//! Evaluation repository: operations on the `evaluations` table.
//!
//! `daily_report_id` is a plain string reference. Nothing checks that the
//! report exists; lookups simply compare identifiers.

use rusqlite::{params, params_from_iter, Connection, OptionalExtension, Row};

use super::{new_id, now_timestamp, Database, DatabaseError};
use crate::model::{Evaluation, EvaluationPatch, NewEvaluation};

const COLUMNS: &str = "id, daily_report_id, nip, komentar, status";

fn from_row(row: &Row<'_>) -> Result<Evaluation, rusqlite::Error> {
    Ok(Evaluation {
        id: row.get("id")?,
        daily_report_id: row.get("daily_report_id")?,
        nip: row.get("nip")?,
        komentar: row.get("komentar")?,
        status: row.get("status")?,
    })
}

fn load(conn: &Connection, id: &str) -> Result<Option<Evaluation>, DatabaseError> {
    Ok(conn
        .query_row(
            &format!("SELECT {COLUMNS} FROM evaluations WHERE id = ?1"),
            params![id],
            from_row,
        )
        .optional()?)
}

pub fn insert(db: &Database, new: &NewEvaluation) -> Result<Evaluation, DatabaseError> {
    let evaluation = Evaluation {
        id: new_id(),
        daily_report_id: new.daily_report_id.clone(),
        nip: new.nip.clone(),
        komentar: new.komentar.clone(),
        status: new.status.clone(),
    };
    db.with_conn(|conn| {
        conn.execute(
            "INSERT INTO evaluations (id, daily_report_id, nip, komentar, status, created_at,
             updated_at)
             VALUES (?1, ?2, ?3, ?4, ?5, ?6, ?6)",
            params![
                evaluation.id,
                evaluation.daily_report_id,
                evaluation.nip,
                evaluation.komentar,
                evaluation.status,
                now_timestamp(),
            ],
        )?;
        Ok(())
    })?;
    log::info!(
        "Saved evaluation {} for report {}",
        evaluation.id,
        evaluation.daily_report_id
    );
    Ok(evaluation)
}

pub fn find_all(db: &Database) -> Result<Vec<Evaluation>, DatabaseError> {
    db.with_conn(|conn| {
        let mut stmt =
            conn.prepare(&format!("SELECT {COLUMNS} FROM evaluations ORDER BY created_at, rowid"))?;
        let rows = stmt.query_map([], from_row)?.collect::<Result<Vec<_>, _>>()?;
        Ok(rows)
    })
}

pub fn find_by_id(db: &Database, id: &str) -> Result<Option<Evaluation>, DatabaseError> {
    db.with_conn(|conn| load(conn, id))
}

/// Evaluations referencing `report_id`, oldest first.
pub fn find_by_report(db: &Database, report_id: &str) -> Result<Vec<Evaluation>, DatabaseError> {
    find_by_reports(db, &[report_id.to_string()])
}

/// Evaluations referencing any of `report_ids`, oldest first.
pub fn find_by_reports(
    db: &Database,
    report_ids: &[String],
) -> Result<Vec<Evaluation>, DatabaseError> {
    if report_ids.is_empty() {
        return Ok(Vec::new());
    }
    db.with_conn(|conn| {
        let placeholders = (1..=report_ids.len())
            .map(|i| format!("?{i}"))
            .collect::<Vec<_>>()
            .join(", ");
        let sql = format!(
            "SELECT {COLUMNS} FROM evaluations WHERE daily_report_id IN ({placeholders})
             ORDER BY created_at, rowid"
        );
        let mut stmt = conn.prepare(&sql)?;
        let rows = stmt
            .query_map(params_from_iter(report_ids.iter()), from_row)?
            .collect::<Result<Vec<_>, _>>()?;
        Ok(rows)
    })
}

pub fn update(
    db: &Database,
    id: &str,
    patch: &EvaluationPatch,
) -> Result<Option<Evaluation>, DatabaseError> {
    db.with_tx(|tx| {
        let Some(mut evaluation) = load(tx, id)? else {
            return Ok(None);
        };
        if let Some(report_id) = &patch.daily_report_id {
            evaluation.daily_report_id = report_id.clone();
        }
        if let Some(nip) = &patch.nip {
            evaluation.nip = nip.clone();
        }
        if let Some(komentar) = &patch.komentar {
            evaluation.komentar = komentar.clone();
        }
        if let Some(status) = &patch.status {
            evaluation.status = status.clone();
        }

        tx.execute(
            "UPDATE evaluations SET daily_report_id = ?2, nip = ?3, komentar = ?4, status = ?5,
             updated_at = ?6 WHERE id = ?1",
            params![
                evaluation.id,
                evaluation.daily_report_id,
                evaluation.nip,
                evaluation.komentar,
                evaluation.status,
                now_timestamp(),
            ],
        )?;
        Ok(Some(evaluation))
    })
}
====================
**What you have to do**
Report how many lines of the entries above contain "rusqlite", and give no other output.

**Reply to the task**
2